_WORK INSTRUCTIONS_
Print all of the data exactly.

PROVIDED DATA START

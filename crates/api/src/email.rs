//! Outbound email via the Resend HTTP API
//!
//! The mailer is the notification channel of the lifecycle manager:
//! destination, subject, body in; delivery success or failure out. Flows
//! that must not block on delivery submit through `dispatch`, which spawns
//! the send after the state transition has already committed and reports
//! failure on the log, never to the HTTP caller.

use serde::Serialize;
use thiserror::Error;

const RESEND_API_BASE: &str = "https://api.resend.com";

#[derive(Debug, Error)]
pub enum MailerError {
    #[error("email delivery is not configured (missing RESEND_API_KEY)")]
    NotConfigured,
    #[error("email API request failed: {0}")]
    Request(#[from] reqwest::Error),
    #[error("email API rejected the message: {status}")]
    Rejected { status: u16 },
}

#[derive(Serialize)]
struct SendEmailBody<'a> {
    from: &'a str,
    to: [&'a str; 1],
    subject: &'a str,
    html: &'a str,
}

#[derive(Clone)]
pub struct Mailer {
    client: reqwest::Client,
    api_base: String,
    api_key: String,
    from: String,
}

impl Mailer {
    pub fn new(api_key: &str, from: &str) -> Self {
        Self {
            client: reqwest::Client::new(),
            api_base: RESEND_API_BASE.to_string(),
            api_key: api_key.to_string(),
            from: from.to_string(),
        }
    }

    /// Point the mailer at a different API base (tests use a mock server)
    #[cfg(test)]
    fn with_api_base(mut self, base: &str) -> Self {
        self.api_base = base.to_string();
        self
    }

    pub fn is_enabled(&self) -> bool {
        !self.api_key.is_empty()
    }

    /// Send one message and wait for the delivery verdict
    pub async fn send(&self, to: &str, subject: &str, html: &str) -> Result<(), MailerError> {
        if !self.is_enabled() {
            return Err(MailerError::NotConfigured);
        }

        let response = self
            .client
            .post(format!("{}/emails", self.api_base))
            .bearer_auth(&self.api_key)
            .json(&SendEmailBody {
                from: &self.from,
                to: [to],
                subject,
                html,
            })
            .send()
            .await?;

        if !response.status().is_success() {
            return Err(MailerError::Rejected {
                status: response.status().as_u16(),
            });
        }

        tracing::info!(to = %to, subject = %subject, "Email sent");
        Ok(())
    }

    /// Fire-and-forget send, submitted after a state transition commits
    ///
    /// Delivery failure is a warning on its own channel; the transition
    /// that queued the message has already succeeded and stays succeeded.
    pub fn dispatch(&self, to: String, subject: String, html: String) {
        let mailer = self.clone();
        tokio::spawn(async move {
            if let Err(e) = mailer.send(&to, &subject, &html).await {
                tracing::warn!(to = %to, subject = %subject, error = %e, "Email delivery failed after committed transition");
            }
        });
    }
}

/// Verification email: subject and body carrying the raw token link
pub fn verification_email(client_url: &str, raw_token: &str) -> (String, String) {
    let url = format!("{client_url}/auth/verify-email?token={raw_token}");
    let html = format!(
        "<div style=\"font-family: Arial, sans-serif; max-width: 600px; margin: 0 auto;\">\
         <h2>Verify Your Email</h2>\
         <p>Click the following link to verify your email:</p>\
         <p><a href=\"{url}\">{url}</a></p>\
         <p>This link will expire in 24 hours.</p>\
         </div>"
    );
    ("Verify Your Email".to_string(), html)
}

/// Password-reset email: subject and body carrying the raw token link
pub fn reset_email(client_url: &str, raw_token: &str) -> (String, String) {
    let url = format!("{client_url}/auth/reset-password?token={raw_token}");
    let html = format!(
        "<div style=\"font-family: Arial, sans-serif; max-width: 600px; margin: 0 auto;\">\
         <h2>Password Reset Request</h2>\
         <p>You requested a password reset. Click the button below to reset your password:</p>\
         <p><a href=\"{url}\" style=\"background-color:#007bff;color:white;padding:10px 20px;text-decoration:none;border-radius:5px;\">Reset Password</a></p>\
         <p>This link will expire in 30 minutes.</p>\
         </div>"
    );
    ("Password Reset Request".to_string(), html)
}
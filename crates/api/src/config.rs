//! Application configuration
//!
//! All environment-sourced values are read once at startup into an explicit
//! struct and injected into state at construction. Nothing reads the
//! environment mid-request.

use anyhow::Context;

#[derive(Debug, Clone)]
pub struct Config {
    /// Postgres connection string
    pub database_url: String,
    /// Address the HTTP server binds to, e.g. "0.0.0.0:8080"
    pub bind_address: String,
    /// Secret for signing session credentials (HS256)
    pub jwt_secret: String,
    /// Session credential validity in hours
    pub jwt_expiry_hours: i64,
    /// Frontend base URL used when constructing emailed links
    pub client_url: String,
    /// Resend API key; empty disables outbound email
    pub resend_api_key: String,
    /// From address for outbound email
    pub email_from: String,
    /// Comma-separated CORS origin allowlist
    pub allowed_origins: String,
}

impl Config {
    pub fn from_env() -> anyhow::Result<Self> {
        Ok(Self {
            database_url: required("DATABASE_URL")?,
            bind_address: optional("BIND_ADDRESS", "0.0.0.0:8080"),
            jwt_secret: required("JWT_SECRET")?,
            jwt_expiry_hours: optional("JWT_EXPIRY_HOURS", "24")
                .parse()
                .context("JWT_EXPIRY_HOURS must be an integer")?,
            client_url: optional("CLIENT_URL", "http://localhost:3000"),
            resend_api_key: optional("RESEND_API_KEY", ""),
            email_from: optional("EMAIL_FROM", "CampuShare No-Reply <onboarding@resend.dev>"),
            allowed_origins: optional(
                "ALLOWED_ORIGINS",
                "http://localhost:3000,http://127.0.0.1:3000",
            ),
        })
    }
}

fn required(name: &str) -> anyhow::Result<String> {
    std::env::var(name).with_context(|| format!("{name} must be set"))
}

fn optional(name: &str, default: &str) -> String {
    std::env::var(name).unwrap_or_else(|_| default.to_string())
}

PROVIDED DATA END

_RESULT FOR THIS TASK_
filename crates/api/src/email.rs
//! Outbound email via the Resend HTTP API
//!
//! The mailer is the notification channel of the lifecycle manager:
//! destination, subject, body in; delivery success or failure out. Flows
//! that must not block on delivery submit through `dispatch`, which spawns
//! the send after the state transition has already committed and reports
//! failure on the log, never to the HTTP caller.

use serde::Serialize;
use thiserror::Error;

const RESEND_API_BASE: &str = "https://api.resend.com";

#[derive(Debug, Error)]
pub enum MailerError {
    #[error("email delivery is not configured (missing RESEND_API_KEY)")]
    NotConfigured,
    #[error("email API request failed: {0}")]
    Request(#[from] reqwest::Error),
    #[error("email API rejected the message: {status}")]
    Rejected { status: u16 },
}

#[derive(Serialize)]
struct SendEmailBody<'a> {
    from: &'a str,
    to: [&'a str; 1],
    subject: &'a str,
    html: &'a str,
}

#[derive(Clone)]
pub struct Mailer {
    client: reqwest::Client,
    api_base: String,
    api_key: String,
    from: String,
}

impl Mailer {
    pub fn new(api_key: &str, from: &str) -> Self {
        Self {
            client: reqwest::Client::new(),
            api_base: RESEND_API_BASE.to_string(),
            api_key: api_key.to_string(),
            from: from.to_string(),
        }
    }

    /// Point the mailer at a different API base (tests use a mock server)
    #[cfg(test)]
    fn with_api_base(mut self, base: &str) -> Self {
        self.api_base = base.to_string();
        self
    }

    pub fn is_enabled(&self) -> bool {
        !self.api_key.is_empty()
    }

    /// Send one message and wait for the delivery verdict
    pub async fn send(&self, to: &str, subject: &str, html: &str) -> Result<(), MailerError> {
        if !self.is_enabled() {
            return Err(MailerError::NotConfigured);
        }

        let response = self
            .client
            .post(format!("{}/emails", self.api_base))
            .bearer_auth(&self.api_key)
            .json(&SendEmailBody {
                from: &self.from,
                to: [to],
                subject,
                html,
            })
            .send()
            .await?;

        if !response.status().is_success() {
            return Err(MailerError::Rejected {
                status: response.status().as_u16(),
            });
        }

        tracing::info!(to = %to, subject = %subject, "Email sent");
        Ok(())
    }

    /// Fire-and-forget send, submitted after a state transition commits
    ///
    /// Delivery failure is a warning on its own channel; the transition
    /// that queued the message has already succeeded and stays succeeded.
    pub fn dispatch(&self, to: String, subject: String, html: String) {
        let mailer = self.clone();
        tokio::spawn(async move {
            if let Err(e) = mailer.send(&to, &subject, &html).await {
                tracing::warn!(to = %to, subject = %subject, error = %e, "Email delivery failed after committed transition");
            }
        });
    }
}

/// Verification email: subject and body carrying the raw token link
pub fn verification_email(client_url: &str, raw_token: &str) -> (String, String) {
    let url = format!("{client_url}/auth/verify-email?token={raw_token}");
    let html = format!(
        "<div style=\"font-family: Arial, sans-serif; max-width: 600px; margin: 0 auto;\">\
         <h2>Verify Your Email</h2>\
         <p>Click the following link to verify your email:</p>\
         <p><a href=\"{url}\">{url}</a></p>\
         <p>This link will expire in 24 hours.</p>\
         </div>"
    );
    ("Verify Your Email".to_string(), html)
}

/// Password-reset email: subject and body carrying the raw token link
pub fn reset_email(client_url: &str, raw_token: &str) -> (String, String) {
    let url = format!("{client_url}/auth/reset-password?token={raw_token}");
    let html = format!(
        "<div style=\"font-family: Arial, sans-serif; max-width: 600px; margin: 0 auto;\">\
         <h2>Password Reset Request</h2>\
         <p>You requested a password reset. Click the button below to reset your password:</p>\
         <p><a href=\"{url}\" style=\"background-color:#007bff;color:white;padding:10px 20px;text-decoration:none;border-radius:5px;\">Reset Password</a></p>\
         <p>This link will expire in 30 minutes.</p>\
         </div>"
    );
    ("Password Reset Request".to_string(), html)
}
filename crates/api/src/config.rs
//! Application configuration
//!
//! All environment-sourced values are read once at startup into an explicit
//! struct and injected into state at construction. Nothing reads the
//! environment mid-request.

use anyhow::Context;

#[derive(Debug, Clone)]
pub struct Config {
    /// Postgres connection string
    pub database_url: String,
    /// Address the HTTP server binds to, e.g. "0.0.0.0:8080"
    pub bind_address: String,
    /// Secret for signing session credentials (HS256)
    pub jwt_secret: String,
    /// Session credential validity in hours
    pub jwt_expiry_hours: i64,
    /// Frontend base URL used when constructing emailed links
    pub client_url: String,
    /// Resend API key; empty disables outbound email
    pub resend_api_key: String,
    /// From address for outbound email
    pub email_from: String,
    /// Comma-separated CORS origin allowlist
    pub allowed_origins: String,
}

impl Config {
    pub fn from_env() -> anyhow::Result<Self> {
        Ok(Self {
            database_url: required("DATABASE_URL")?,
            bind_address: optional("BIND_ADDRESS", "0.0.0.0:8080"),
            jwt_secret: required("JWT_SECRET")?,
            jwt_expiry_hours: optional("JWT_EXPIRY_HOURS", "24")
                .parse()
                .context("JWT_EXPIRY_HOURS must be an integer")?,
            client_url: optional("CLIENT_URL", "http://localhost:3000"),
            resend_api_key: optional("RESEND_API_KEY", ""),
            email_from: optional("EMAIL_FROM", "CampuShare No-Reply <onboarding@resend.dev>"),
            allowed_origins: optional(
                "ALLOWED_ORIGINS",
                "http://localhost:3000,http://127.0.0.1:3000",
            ),
        })
    }
}

fn required(name: &str) -> anyhow::Result<String> {
    std::env::var(name).with_context(|| format!("{name} must be set"))
}

fn optional(name: &str, default: &str) -> String {
    std::env::var(name).unwrap_or_else(|_| default.to_string())
}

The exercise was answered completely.